In the current threat environment, no one is surprised at the announcement that a new malware sample has emerged. Infections and data breaches have become so common that many business leaders know that it’s no longer about if an attack will take place, but when. And in light of recent findings by top security and communication organizations, it’s clear that this is a good approach to take.
According to a report from Symantec, over 317 million new malware samples were uncovered in 2014. This translates to almost one million never-before-seen threats being released into wild on a daily basis.
New malware: Exploiting old vulnerabilities
Research findings revealed that there were certain types of malware that were seen more often than others, including attacks on the mobile platform and phishing schemes. However, the vast majority relied on the fact that many enterprises don’t keep their critical systems up to date.
According to CNN Money contributor Virginia Harrison, in 90 percent of attacks last year, hackers leveraged old vulnerabilities that already had patches available – some of which were discovered as early as 2002. Some samples exploited a weakness in IT remote management, a flaw that was first uncovered in 1999. Many of these attempts were successful because companies hadn’t yet addressed the vulnerabilities in their infrastructures, despite the fact that many of these weaknesses were more than a decade old.
“While it seems like a no brainer [to] fix some of these things, organizations care more about making widgets,” noted Verizon security data scientist Bob Rudis. “They just don’t have the manpower or time.”
Attack styles: Extortion and social media
While many samples leveraged older flaws, some hinged on newer technology. For example, the report noted that ransomware attacks – a newer attack style that has emerged in the last few years – increased 113 percent last year. Ransomware samples lock users out of their files and demand payment before information is decrypted.
In addition, researchers noticed a rise in digital scams relating to social media, including those using posts with malicious links. Hackers have also been known to leverage information publicly available in individuals’ social media profiles to create more custom, targeted attacks, such as those involved in phishing schemes. When messages are addressed to a specific person and appeal to their interests, there is a greater chance for infection.
Data breaches: Targeted attacks continue
The report also found increased data breaches resulting from targeted attacks. In these instances, hackers know what they’re after, and pinpoint a specific business to exploit in order to gain access to the information they want. According to the report, five out of six large enterprises were the target of cybercriminal activity last year, representing a 40 percent increase from 2013.

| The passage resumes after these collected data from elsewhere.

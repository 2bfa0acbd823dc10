//! Client-facing representations and creation payloads

use chrono::NaiveDate;
use serde::{Deserialize, Serialize};
use serde_json::Value;
use uuid::Uuid;

use crate::error::{Error, Result};
use crate::shaping::{FieldDescriptor, ResourceSchema, Shape};

/// Public view of an author
#[derive(Debug, Clone, PartialEq, Eq, Serialize, Deserialize)]
#[serde(rename_all = "camelCase")]
pub struct AuthorDto {
    pub id: Uuid,
    pub first_name: String,
    pub last_name: String,
    /// `"{first_name} {last_name}"`
    pub name: String,
    pub age: u32,
    pub genre: String,
}

static AUTHOR_SCHEMA: ResourceSchema<AuthorDto> = ResourceSchema::new(
    "AuthorDto",
    "id",
    &[
        FieldDescriptor::new("id", |a| Value::String(a.id.to_string())),
        FieldDescriptor::new("firstName", |a| Value::from(a.first_name.as_str())),
        FieldDescriptor::new("lastName", |a| Value::from(a.last_name.as_str())),
        FieldDescriptor::new("name", |a| Value::from(a.name.as_str())),
        FieldDescriptor::new("age", |a| Value::from(a.age)),
        FieldDescriptor::new("genre", |a| Value::from(a.genre.as_str())),
    ],
);

impl Shape for AuthorDto {
    fn schema() -> &'static ResourceSchema<Self> {
        &AUTHOR_SCHEMA
    }
}

/// Public view of a book
#[derive(Debug, Clone, PartialEq, Eq, Serialize, Deserialize)]
#[serde(rename_all = "camelCase")]
pub struct BookDto {
    pub id: Uuid,
    pub title: String,
    pub description: Option<String>,
    pub author_id: Uuid,
}

static BOOK_SCHEMA: ResourceSchema<BookDto> = ResourceSchema::new(
    "BookDto",
    "id",
    &[
        FieldDescriptor::new("id", |b| Value::String(b.id.to_string())),
        FieldDescriptor::new("title", |b| Value::from(b.title.as_str())),
        FieldDescriptor::new("description", |b| Value::from(b.description.clone())),
        FieldDescriptor::new("authorId", |b| Value::String(b.author_id.to_string())),
    ],
);

impl Shape for BookDto {
    fn schema() -> &'static ResourceSchema<Self> {
        &BOOK_SCHEMA
    }
}

/// Payload for creating an author, optionally with books
#[derive(Debug, Clone, PartialEq, Eq, Deserialize)]
#[serde(rename_all = "camelCase")]
pub struct AuthorForCreation {
    pub first_name: String,
    pub last_name: String,
    pub date_of_birth: NaiveDate,
    #[serde(default)]
    pub date_of_death: Option<NaiveDate>,
    pub genre: String,
    #[serde(default)]
    pub books: Vec<BookForCreation>,
}

impl AuthorForCreation {
    /// Reject payloads that cannot become a stored author
    ///
    /// # Errors
    ///
    /// Returns [`Error::BadRequest`] for blank names or genre, a death date
    /// before the birth date, or an invalid nested book.
    pub fn validate(&self) -> Result<()> {
        for (field, value) in [
            ("firstName", &self.first_name),
            ("lastName", &self.last_name),
            ("genre", &self.genre),
        ] {
            if value.trim().is_empty() {
                return Err(Error::BadRequest(format!("{} must not be blank", field)));
            }
        }
        if self.date_of_death.is_some_and(|died| died < self.date_of_birth) {
            return Err(Error::BadRequest(
                "dateOfDeath must not precede dateOfBirth".to_string(),
            ));
        }
        self.books.iter().try_for_each(BookForCreation::validate)
    }
}

/// Payload for creating a book
#[derive(Debug, Clone, PartialEq, Eq, Deserialize)]
#[serde(rename_all = "camelCase")]
pub struct BookForCreation {
    pub title: String,
    #[serde(default)]
    pub description: Option<String>,
}

impl BookForCreation {
    /// Reject a book without a title
    ///
    /// # Errors
    ///
    /// Returns [`Error::BadRequest`] when the title is blank.
    pub fn validate(&self) -> Result<()> {
        if self.title.trim().is_empty() {
            return Err(Error::BadRequest("title must not be blank".to_string()));
        }
        Ok(())
    }
}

In addition, researchers discovered that certain industrial sectors were more likely to be attacked than others. Last year, for example, there were a rising number of attacks on organizations in the mining industry, as well as the energy sector.
Malware samples: Easier to create than ever
Digital Trends noted that more malware samples were created between 2013 and 2014 than in the past decade combined. Contributing to this historic rise in threats is the fact that malware is now easier to engineer than ever before.
“No matter what it’s designed to do, from the cybercriminal’s perspective, not only can deploying malware on the Internet be lucrative, but nowadays it has become easy and effective,” Digital Trends contributor William Harrel wrote. “Today’s would-be hackers can purchase (and sometimes download for free) malware code to perform specific tasks. A ne’er-do-well doesn’t need advanced programming experience to spread, infect, steal and destroy.”
This also streamlines the process for creating custom samples – a hacker can take an existing infection and tailor it with available malicious code to establish a completely new threat.
Spreading fast: Less than 2 minutes from release to infection
Not only are malware samples being created quicker than ever, infections are also spreading like wildfire. Harrison reported that a malicious email campaign, for example, takes only an average of 82 second before it claims its first victim. This also makes malware creators more confident in their samples, encouraging repeat offenses.
“[W]hen hackers successfully break into a particular type of company – like a bank or movie studio – they’ll use the same method to attack another firm in that industry within 24 hours,” Harrison wrote.
More victims, higher costs
As malware permeates businesses in nearly every sector, the costs related to these incidents continue to rise. Digital Trends noted that cybercrime cost the U.S. $38 billion in 2013, and reached $143 billion last year. What’s more is that these price tags are predicted to increase even further, costing businesses an estimated $2 trillion by 2019.
Security researcher James Moar told Security Magazine that many malware authors will continue to leverage the strategies that have worked well in the past as opposed to entering into new territory.
“Currently, we aren’t seeing much dangerous mobile or IoT malware because it’s not profitable,” Moar said. “The kind of threats we will see on these devices will be either ransomware, with consumers’ devices locked down until they pay the hackers to use their devices, or as part of botnets, where processing power is harnessed as part of a more lucrative hack. With the absence of a direct payout from IoT hacks, there is little motive for criminals to develop the required tools.”